As the family always knew, it was murder. Three men were later arrested and convicted, two for murder and one for manslaughter.
The family made a formal complaint which was investigated by the Chief Constable of Cambridgeshire. In 2002 it published its findings. The Met investigation was found to be unprofessional, uncoordinated, in part negligent, at best inept. Evidence of racism was abundant, with one officer referring to Menson as ‘a fucking black schizophrenic’.
By coincidence, the investigating Chief Constable, HN143 Dennis ‘Ben’ Gunn, had previously been a Met Special Branch commander. He gave evidence to the Inquiry on 17 October.
RICKY REEL

Sukhdev Reel with a portrait of her son Ricky Reel
Ricky Reel was Sukhdev and Balwant Reel’s second child. He grew up in a happy family with three siblings.
It is now 28 years since Ricky Reel went missing, after a night out, on 14 October 1997. When his parents filed a missing persons report, the officer suggested that he must’ve run away because he was either avoiding an arranged marriage and/or was gay.
His body was found in the Thames a week later. Sukhdev visited her son at the mortuary and was handed his clothing.
When she got home, she noticed a significant tear in the brand new shirt that he had been wearing on the night of his disappearance. She raised this with the police who said that she had done it herself. The family later worked out that the tear corresponded to the location of marks on Ricky’s body, identified at his post-mortem.
He had been the victim of a racist attack. The police spoke to his friends who confirmed it, yet the police failed to investigate this, maintaining that his death must have been accidental. The Met were hostile to the family and secured an open verdict at the inquest.
Wood moves on to talk about the Reel family, and what they went through in the aftermath of Ricky’s death.

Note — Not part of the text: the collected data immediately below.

// SPDX-License-Identifier: BUSL-1.1
// Copyright (c) 2026 Alfred Jean LLC

//! The town activity feed: append-only `.events.jsonl`.
//!
//! Writers append one JSON line per event; readers seek to the end and
//! poll. No cross-process lock: appends are line-atomic at the sizes
//! involved and readers tolerate partial trailing lines.

use gt_core::event::ActivityEvent;
use gt_core::town::TownPaths;
use std::fs::{File, OpenOptions};
use std::io::{self, Read, Seek, SeekFrom, Write};

/// Append one event to the feed. Failures are the caller's to log;
/// event emission must not break a dispatch.
pub fn append_event(paths: &TownPaths, event: &ActivityEvent) -> io::Result<()> {
    let path = paths.events_file();
    if let Some(parent) = path.parent() {
        std::fs::create_dir_all(parent)?;
    }
    let mut line = serde_json::to_string(event).map_err(io::Error::other)?;
    line.push('\n');
    let mut file = OpenOptions::new().create(true).append(true).open(path)?;
    file.write_all(line.as_bytes())
}

/// Line-aware tail over the events file.
///
/// Opens at end-of-file and keeps reading as the file grows; a plain
/// scanner would stop at the first EOF, so partial lines are buffered
/// until their newline arrives.
pub struct EventTail {
    file: File,
    partial: String,
}

impl EventTail {
    /// Open the feed and seek to its current end. The file is created
    /// empty when missing so a fresh town can be awaited immediately.
    pub fn open(paths: &TownPaths) -> io::Result<Self> {
        let path = paths.events_file();
        if let Some(parent) = path.parent() {
            std::fs::create_dir_all(parent)?;
        }
        let mut file = OpenOptions::new()
            .create(true)
            .append(true)
            .read(true)
            .open(path)?;
        file.seek(SeekFrom::End(0))?;
        Ok(Self {
            file,
            partial: String::new(),
        })
    }

    /// Return the next complete line, if one has been appended since
    /// the last call. Non-blocking.
    pub fn next_line(&mut self) -> io::Result<Option<String>> {
        let mut chunk = String::new();
        self.file.read_to_string(&mut chunk)?;
        self.partial.push_str(&chunk);

        match self.partial.find('\n') {
            Some(pos) => {
                let line = self.partial[..pos].to_string();
                self.partial.drain(..=pos);
                Ok(Some(line))
            }
            None => Ok(None),
        }
    }
}

#[cfg(test)]
#[path = "activity_tests.rs"]
mod tests;
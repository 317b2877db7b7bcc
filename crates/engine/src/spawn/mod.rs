// SPDX-License-Identifier: BUSL-1.1
// Copyright (c) 2026 Alfred Jean LLC

//! The spawner: polecat allocation, worktrees, and session start.
//!
//! Ordering is mandated: allocate name → create worktree → verify
//! worktree → (caller attaches the hook) → start session → wait for
//! runtime readiness → mark working. The tmux start is deferred so the
//! agent sees its work on first prime.

pub mod names;

use crate::activity::append_event;
use crate::context::TownCtx;
use crate::error::EngineError;
use gt_adapters::{
    CreateOptions, Git, ListFilter, RuntimeConfig, SessionError, Sessions, Tracker,
    UpdatePatch,
};
use gt_core::address::AgentAddress;
use gt_core::bead::BeadType;
use gt_core::event::ActivityEvent;
use std::collections::HashSet;
use std::path::PathBuf;
use std::time::Duration;

/// Budget for the runtime to come up inside the new session.
pub const RUNTIME_READY_TIMEOUT: Duration = Duration::from_secs(30);

/// Options for a spawn.
#[derive(Debug, Clone, Default)]
pub struct SpawnOptions {
    /// Account handle selecting the runtime config directory.
    pub account: Option<String>,
    /// Runtime preset (command line, ready prompt, process name).
    pub runtime: RuntimeConfig,
    /// Tear down a stale workspace even with an unmerged merge-request.
    pub force: bool,
    /// Work bead to slot onto the identity at creation time.
    pub hook_bead: Option<String>,
}

/// A spawned (but not necessarily started) polecat.
#[derive(Debug, Clone)]
pub struct SpawnedInfo {
    pub rig: String,
    pub name: String,
    pub address: AgentAddress,
    pub workspace: PathBuf,
    pub session: String,
}

/// Spawns polecats into isolated worktrees.
#[derive(Clone)]
pub struct Spawner<T: Tracker, S: Sessions, G: Git> {
    tracker: T,
    sessions: S,
    git: G,
    town: TownCtx,
}

impl<T: Tracker, S: Sessions, G: Git> Spawner<T, S, G> {
    pub fn new(tracker: T, sessions: S, git: G, town: TownCtx) -> Self {
        Self {
            tracker,
            sessions,
            git,
            town,
        }
    }

    /// Allocate a polecat and prepare its workspace. The tmux session is
    /// NOT started; call [`Spawner::start_session`] after the hook is
    /// attached.
    pub async fn spawn_polecat(
        &self,
        rig: &str,
        opts: &SpawnOptions,
    ) -> Result<SpawnedInfo, EngineError> {
        if !self.town.has_rig(rig) {
            return Err(EngineError::NotFound(format!("rig {rig}")));
        }
        let config = self.town.rig_config(rig)?;

        // 1. Allocate a name unique among live polecats.
        let name = names::allocate(&self.live_polecat_names(rig).await?);
        let address = AgentAddress::Polecat {
            rig: rig.to_string(),
            name: name.clone(),
        };
        let workspace = self.town.paths().polecat_worktree(rig, &name);
        let session = address.session_name(self.town.name());

        // 2. Worktree: repair stale state or create fresh.
        let repo = self.town.paths().rig_repo(rig);
        let branch = format!("polecat/{}", name);
        if self.git.verify_worktree(&workspace).await.is_ok() {
            self.check_stale_workspace(&address, &workspace, opts.force)
                .await?;
            self.git.worktree_remove(&repo, &workspace, true).await?;
        }
        self.git
            .worktree_add(&repo, &workspace, &branch, &config.default_branch)
            .await?;

        // 3. Verify. Catches silent worktree-create failures; roll back
        // so no leftover workspace survives a failed spawn.
        if let Err(err) = self.git.verify_worktree(&workspace).await {
            let _ = self.git.worktree_remove(&repo, &workspace, true).await;
            return Err(err.into());
        }

        // 4. Identity bead. The workspace and the identity record exist
        // together or not at all.
        let agent_bead = address.bead_id(self.town.prefixes())?;
        let created = self
            .tracker
            .create(&CreateOptions {
                id: Some(agent_bead.clone()),
                title: format!("polecat {}/{}", rig, name),
                bead_type: BeadType::Agent,
                assignee: Some(address.to_string()),
                labels: vec!["state:spawning".to_string()],
                ..Default::default()
            })
            .await;
        if let Err(err) = created {
            let _ = self.git.worktree_remove(&repo, &workspace, true).await;
            return Err(err.into());
        }

        if let Some(hook_bead) = &opts.hook_bead {
            self.tracker
                .set_hook_slot(&agent_bead, Some(hook_bead))
                .await?;
        }

        Ok(SpawnedInfo {
            rig: rig.to_string(),
            name,
            address,
            workspace,
            session,
        })
    }

    /// Start the tmux session for a spawned polecat and wait for the
    /// runtime to come up. On readiness failure the session is recycled
    /// (killed) and the error surfaces.
    pub async fn start_session(
        &self,
        info: &SpawnedInfo,
        opts: &SpawnOptions,
    ) -> Result<(), EngineError> {
        let env = self.session_env(info, opts);
        self.sessions
            .new_session_with_command(&info.session, &info.workspace, &opts.runtime.command, &env)
            .await?;

        if let Err(err) = self
            .sessions
            .wait_for_runtime_ready(&info.session, &opts.runtime, RUNTIME_READY_TIMEOUT)
            .await
        {
            tracing::error!(session = %info.session, error = %err, "runtime never became ready; recycling session");
            let _ = self.sessions.kill_session(&info.session).await;
            return Err(err.into());
        }

        if let Err(err) = self
            .sessions
            .accept_bypass_permissions_warning(&info.session)
            .await
        {
            tracing::warn!(session = %info.session, error = %err, "bypass-warning check failed");
        }

        // Mark the identity as working. Observational; warn on failure.
        if let Ok(agent_bead) = info.address.bead_id(self.town.prefixes()) {
            let patch = UpdatePatch::default()
                .remove_label("state:spawning")
                .add_label("state:working");
            if let Err(err) = self.tracker.update(&agent_bead, &patch).await {
                tracing::warn!(agent = %info.address, error = %err, "failed to mark agent working");
            }
        }

        let event = ActivityEvent::new(
            ActivityEvent::SPAWN,
            info.address.to_string(),
            serde_json::json!({ "rig": info.rig, "session": info.session }),
        );
        if let Err(err) = append_event(self.town.paths(), &event) {
            tracing::warn!(error = %err, "failed to append spawn event");
        }

        Ok(())
    }

    /// Names of currently-live polecats: live tracker records unioned
    /// with live tmux sessions.
    async fn live_polecat_names(&self, rig: &str) -> Result<HashSet<String>, EngineError> {
        let mut names = HashSet::new();

        let prefix = self
            .town
            .prefixes()
            .prefix_for(rig)
            .unwrap_or("gt")
            .to_string();
        let bead_prefix = format!("{}-{}-polecat-", prefix, rig);
        let filter = ListFilter::default().bead_type(BeadType::Agent);
        for bead in self.tracker.list(&filter).await? {
            if !bead.status.is_active() {
                continue;
            }
            if let Some(name) = bead.id.strip_prefix(&bead_prefix) {
                names.insert(name.to_string());
            }
        }

        let rigs = self.town.rig_names();
        for session in self.sessions.list_sessions().await? {
            if let Some(AgentAddress::Polecat { rig: r, name }) =
                AgentAddress::from_session_name(&session.name, self.town.name(), &rigs)
            {
                if r == rig {
                    names.insert(name);
                }
            }
        }

        Ok(names)
    }

    /// A stale workspace is repairable when it has no uncommitted work
    /// and no unmerged merge-request. Anything else needs force.
    async fn check_stale_workspace(
        &self,
        address: &AgentAddress,
        workspace: &std::path::Path,
        force: bool,
    ) -> Result<(), EngineError> {
        let status = self.git.uncommitted_work(workspace).await?;
        if !status.is_clean() && !force {
            return Err(EngineError::Conflict(format!(
                "stale workspace {} has uncommitted work ({}); nuke it explicitly or pass --force",
                workspace.display(),
                status.report()
            )));
        }

        // Unmerged merge-request check via the tracker.
        let filter = ListFilter::default()
            .status("open")
            .assignee(address.to_string());
        let open = self.tracker.list(&filter).await?;
        let has_mr = open.iter().any(|b| b.has_label("merge-request"));
        if has_mr && !force {
            return Err(EngineError::Conflict(format!(
                "{} has an unmerged merge-request; pass --force to discard it",
                address
            )));
        }
        Ok(())
    }

    fn session_env(&self, info: &SpawnedInfo, opts: &SpawnOptions) -> Vec<(String, String)> {
        let mut env = vec![
            ("GT_ROLE".to_string(), "polecat".to_string()),
            ("GT_RIG".to_string(), info.rig.clone()),
            ("GT_POLECAT".to_string(), info.name.clone()),
            ("BD_ACTOR".to_string(), info.address.to_string()),
        ];
        if let Some(account) = &opts.account {
            if let Ok(home) = std::env::var("HOME") {
                env.push((
                    "CLAUDE_CONFIG_DIR".to_string(),
                    format!("{}/.local/state/gt/accounts/{}", home, account),
                ));
            }
        }
        env
    }

    /// Nuke a polecat: kill its session, remove its worktree, close its
    /// identity bead. The inverse of spawn, for warrants and resets.
    pub async fn nuke_polecat(&self, rig: &str, name: &str) -> Result<(), EngineError> {
        let address = AgentAddress::Polecat {
            rig: rig.to_string(),
            name: name.to_string(),
        };
        let session = address.session_name(self.town.name());
        if let Err(err) = self.sessions.kill_session(&session).await {
            if !matches!(err, SessionError::NotFound(_) | SessionError::NoServer) {
                return Err(err.into());
            }
        }

        let workspace = self.town.paths().polecat_worktree(rig, name);
        let repo = self.town.paths().rig_repo(rig);
        let _ = self.git.worktree_remove(&repo, &workspace, true).await;

        let agent_bead = address.bead_id(self.town.prefixes())?;
        match self.tracker.close(&agent_bead, true).await {
            Ok(()) => Ok(()),
            Err(err) if err.is_not_found() => Ok(()),
            Err(err) => Err(err.into()),
        }
    }
}

#[cfg(test)]
#[path = "spawn_tests.rs"]
mod tests;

They were forced to start campaigning for justice for Ricky, after it became clear that the police were not bothering to look for his killers. Instead, as with the Menson family, the Met put their resources into subjecting the Reels to intrusive surveillance, while telling the family that cost restrictions limited their capacity to investigate Ricky’s death further.
One of the spycops who targeted them was HN81 ‘David Hagan’ who also spied on the Lawrence family. He reported on candlelit vigils, and on Reel family members attending the Lawrence inquiry.
HN81 told investigators in 2014 that he once gave Sukhdev Reel a lift home, after a Movement for Justice meeting, presumably seeking information to discredit family. Yet he did not mention this in his reports. This raises the question: what other inexcusable things did he do that went undocumented?
Wood then went on to speak about missing evidence. We know that many of the spycops’ reports and records have been deliberately destroyed over the years. This continued even after the UCPI was announced and all records should have been retained. This destruction of evidence, coupled with the use of verbal briefings to avoid paper trails, means we will never get the full truth about the SDS.
The Reel family see the Met’s new apology as a merely pragmatic decision in face of new unassailable evidence, and they do not accept it. They are still seeking answers.
MOVEMENT FOR JUSTICE
The Movement for Justice (MFJ) began in the 1995, stemming from the Kingsway College anti-fascist group set up following a vicious racist attack against Kingsway student Shah Alam.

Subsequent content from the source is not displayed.